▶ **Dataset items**
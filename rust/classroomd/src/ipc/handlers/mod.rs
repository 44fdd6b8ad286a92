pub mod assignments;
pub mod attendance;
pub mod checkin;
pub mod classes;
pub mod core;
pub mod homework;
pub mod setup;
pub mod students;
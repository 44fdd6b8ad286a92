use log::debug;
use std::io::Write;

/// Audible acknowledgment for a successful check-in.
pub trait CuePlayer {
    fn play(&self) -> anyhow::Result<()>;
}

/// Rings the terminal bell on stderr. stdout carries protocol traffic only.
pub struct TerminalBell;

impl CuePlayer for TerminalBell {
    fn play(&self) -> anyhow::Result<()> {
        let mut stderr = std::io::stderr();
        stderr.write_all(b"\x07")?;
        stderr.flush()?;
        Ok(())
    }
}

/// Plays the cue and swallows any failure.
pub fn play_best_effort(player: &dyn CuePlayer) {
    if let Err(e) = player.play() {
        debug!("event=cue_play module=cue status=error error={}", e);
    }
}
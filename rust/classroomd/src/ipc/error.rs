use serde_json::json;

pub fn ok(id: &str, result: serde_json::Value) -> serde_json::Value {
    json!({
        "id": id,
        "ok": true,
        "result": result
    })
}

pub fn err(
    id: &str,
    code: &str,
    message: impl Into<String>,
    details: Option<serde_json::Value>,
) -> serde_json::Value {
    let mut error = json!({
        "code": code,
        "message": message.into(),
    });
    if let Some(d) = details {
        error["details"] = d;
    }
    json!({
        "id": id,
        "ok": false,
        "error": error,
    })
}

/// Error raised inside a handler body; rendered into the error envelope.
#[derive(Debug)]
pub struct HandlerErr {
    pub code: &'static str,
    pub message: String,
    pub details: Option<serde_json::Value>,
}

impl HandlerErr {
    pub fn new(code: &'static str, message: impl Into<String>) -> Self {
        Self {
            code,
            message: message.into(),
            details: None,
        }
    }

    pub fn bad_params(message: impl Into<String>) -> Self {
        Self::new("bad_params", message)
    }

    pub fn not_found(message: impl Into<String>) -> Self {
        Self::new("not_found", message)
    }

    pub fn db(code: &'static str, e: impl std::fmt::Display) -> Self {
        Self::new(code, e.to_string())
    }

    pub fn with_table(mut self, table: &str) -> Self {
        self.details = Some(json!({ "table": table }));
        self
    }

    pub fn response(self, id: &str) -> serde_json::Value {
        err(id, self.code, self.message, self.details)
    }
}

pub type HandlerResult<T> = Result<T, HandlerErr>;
* * *
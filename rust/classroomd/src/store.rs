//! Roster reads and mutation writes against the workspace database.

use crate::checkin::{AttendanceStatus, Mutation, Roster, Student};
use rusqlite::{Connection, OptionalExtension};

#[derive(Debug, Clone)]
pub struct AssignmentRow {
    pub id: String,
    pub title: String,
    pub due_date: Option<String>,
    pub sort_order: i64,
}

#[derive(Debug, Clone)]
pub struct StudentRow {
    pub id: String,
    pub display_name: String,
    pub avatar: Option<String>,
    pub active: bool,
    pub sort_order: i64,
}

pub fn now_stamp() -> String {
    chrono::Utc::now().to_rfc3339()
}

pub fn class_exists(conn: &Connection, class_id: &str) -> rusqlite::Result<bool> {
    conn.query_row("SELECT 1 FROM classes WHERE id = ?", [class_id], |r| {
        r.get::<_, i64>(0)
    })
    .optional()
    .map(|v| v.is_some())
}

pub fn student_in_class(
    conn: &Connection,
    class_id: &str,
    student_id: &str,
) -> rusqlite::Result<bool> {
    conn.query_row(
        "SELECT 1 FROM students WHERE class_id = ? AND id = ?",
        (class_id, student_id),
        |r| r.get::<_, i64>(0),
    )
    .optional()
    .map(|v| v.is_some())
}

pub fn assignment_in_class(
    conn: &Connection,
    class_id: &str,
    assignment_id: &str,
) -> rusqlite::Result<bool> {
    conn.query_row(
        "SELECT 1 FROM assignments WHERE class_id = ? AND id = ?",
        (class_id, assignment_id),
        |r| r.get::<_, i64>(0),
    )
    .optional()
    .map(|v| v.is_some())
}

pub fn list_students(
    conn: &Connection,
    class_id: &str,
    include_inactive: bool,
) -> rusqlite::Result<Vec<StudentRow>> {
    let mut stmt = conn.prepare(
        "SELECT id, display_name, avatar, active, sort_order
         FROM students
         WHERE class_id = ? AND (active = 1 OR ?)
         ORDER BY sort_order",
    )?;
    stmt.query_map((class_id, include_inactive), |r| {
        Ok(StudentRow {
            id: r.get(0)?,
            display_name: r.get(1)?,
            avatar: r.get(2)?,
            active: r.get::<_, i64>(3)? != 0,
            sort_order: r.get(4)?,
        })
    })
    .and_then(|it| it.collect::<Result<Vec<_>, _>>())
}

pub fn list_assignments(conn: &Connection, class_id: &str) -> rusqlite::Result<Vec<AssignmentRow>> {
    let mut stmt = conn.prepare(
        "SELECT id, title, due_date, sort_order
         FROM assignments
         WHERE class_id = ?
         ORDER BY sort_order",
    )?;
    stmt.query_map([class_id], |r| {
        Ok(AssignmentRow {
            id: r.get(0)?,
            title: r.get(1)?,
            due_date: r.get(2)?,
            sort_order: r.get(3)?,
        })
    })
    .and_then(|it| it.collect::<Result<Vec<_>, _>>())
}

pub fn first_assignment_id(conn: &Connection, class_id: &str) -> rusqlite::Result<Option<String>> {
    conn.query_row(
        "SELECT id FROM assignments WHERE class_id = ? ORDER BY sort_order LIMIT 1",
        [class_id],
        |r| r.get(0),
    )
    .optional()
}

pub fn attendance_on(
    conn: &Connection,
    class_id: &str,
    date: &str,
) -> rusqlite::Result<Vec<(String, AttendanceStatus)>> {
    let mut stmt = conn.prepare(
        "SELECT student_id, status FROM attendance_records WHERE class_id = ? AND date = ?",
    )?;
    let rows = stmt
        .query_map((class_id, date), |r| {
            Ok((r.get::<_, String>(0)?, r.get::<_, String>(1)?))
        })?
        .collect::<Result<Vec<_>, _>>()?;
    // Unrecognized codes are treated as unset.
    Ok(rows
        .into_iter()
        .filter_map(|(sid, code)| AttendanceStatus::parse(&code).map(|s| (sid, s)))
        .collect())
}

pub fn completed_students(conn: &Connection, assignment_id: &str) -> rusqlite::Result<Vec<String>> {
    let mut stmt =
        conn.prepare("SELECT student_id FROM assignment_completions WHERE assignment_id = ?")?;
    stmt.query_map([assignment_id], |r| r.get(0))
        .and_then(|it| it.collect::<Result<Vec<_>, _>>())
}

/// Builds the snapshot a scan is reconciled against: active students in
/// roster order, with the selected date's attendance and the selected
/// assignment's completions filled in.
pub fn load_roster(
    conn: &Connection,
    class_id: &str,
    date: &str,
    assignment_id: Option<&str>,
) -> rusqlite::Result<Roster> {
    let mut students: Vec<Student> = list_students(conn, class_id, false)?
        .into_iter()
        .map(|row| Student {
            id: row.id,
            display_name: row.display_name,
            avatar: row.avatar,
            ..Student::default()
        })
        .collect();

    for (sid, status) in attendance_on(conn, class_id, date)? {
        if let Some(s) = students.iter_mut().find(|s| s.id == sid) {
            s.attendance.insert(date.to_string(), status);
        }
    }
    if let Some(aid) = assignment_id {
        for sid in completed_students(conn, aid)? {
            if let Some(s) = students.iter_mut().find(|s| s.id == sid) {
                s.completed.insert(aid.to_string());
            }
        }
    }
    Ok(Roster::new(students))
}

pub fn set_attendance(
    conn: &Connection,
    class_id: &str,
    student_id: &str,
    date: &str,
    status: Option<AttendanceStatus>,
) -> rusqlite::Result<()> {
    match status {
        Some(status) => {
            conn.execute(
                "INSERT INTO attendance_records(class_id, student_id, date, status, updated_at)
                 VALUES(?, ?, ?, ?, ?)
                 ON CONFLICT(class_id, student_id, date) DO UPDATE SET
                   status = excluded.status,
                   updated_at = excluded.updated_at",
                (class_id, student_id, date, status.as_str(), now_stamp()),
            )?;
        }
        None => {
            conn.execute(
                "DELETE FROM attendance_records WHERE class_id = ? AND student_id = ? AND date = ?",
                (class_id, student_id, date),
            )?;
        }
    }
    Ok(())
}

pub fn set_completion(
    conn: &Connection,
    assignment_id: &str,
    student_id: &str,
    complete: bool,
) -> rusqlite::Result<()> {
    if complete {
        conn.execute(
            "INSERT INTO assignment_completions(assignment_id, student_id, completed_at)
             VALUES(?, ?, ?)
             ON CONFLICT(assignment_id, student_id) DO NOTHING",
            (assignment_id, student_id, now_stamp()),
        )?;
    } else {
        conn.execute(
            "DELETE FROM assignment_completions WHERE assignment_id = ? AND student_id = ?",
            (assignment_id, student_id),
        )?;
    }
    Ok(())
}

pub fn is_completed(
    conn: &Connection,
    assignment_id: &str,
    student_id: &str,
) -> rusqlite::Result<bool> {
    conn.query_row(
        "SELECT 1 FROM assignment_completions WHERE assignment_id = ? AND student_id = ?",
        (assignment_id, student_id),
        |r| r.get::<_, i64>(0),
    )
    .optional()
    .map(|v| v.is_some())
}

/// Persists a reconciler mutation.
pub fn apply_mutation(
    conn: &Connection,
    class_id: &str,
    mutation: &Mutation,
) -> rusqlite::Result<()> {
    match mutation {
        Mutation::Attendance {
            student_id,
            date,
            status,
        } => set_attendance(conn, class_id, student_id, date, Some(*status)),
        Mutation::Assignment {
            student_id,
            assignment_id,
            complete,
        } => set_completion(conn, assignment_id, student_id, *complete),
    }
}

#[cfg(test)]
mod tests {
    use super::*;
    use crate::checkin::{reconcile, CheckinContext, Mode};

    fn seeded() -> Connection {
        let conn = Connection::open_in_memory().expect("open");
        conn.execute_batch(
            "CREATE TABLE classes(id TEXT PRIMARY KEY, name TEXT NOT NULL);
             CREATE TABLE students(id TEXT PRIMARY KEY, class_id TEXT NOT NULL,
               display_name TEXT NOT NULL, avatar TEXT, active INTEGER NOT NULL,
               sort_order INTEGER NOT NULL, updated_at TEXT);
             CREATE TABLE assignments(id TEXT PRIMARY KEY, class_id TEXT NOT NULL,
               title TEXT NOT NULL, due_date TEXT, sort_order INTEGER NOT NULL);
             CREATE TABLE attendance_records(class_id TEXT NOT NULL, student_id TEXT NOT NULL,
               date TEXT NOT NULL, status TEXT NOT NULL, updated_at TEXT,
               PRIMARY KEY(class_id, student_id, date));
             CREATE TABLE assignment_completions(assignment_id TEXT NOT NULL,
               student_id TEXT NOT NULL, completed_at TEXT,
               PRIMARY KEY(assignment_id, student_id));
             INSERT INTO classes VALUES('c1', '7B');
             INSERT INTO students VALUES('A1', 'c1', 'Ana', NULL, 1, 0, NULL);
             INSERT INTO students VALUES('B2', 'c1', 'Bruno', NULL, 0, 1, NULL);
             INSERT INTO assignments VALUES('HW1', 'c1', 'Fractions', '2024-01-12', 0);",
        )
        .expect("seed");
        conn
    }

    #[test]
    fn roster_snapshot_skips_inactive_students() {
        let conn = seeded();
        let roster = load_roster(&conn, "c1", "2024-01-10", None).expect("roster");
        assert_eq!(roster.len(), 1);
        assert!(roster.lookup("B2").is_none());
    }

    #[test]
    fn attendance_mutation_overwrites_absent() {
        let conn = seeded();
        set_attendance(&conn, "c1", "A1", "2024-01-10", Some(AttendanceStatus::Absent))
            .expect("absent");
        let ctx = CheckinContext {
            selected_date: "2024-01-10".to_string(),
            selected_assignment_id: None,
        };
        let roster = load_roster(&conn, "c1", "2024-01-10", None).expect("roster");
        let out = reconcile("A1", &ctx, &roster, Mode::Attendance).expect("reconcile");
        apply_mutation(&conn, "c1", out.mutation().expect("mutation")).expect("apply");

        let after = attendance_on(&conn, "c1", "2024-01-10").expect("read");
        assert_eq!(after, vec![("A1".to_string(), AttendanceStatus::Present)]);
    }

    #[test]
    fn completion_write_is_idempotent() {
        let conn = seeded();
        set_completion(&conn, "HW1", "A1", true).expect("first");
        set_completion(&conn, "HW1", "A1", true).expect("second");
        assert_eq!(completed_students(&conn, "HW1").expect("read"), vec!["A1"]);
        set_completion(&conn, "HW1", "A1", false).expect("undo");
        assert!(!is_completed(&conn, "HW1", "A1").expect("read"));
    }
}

▶ **Requirement**
Go through the data and return each line where the word "excluded" appears.

▶ **Response to the task**
                   status = excluded.status,
                   updated_at = excluded.updated_at",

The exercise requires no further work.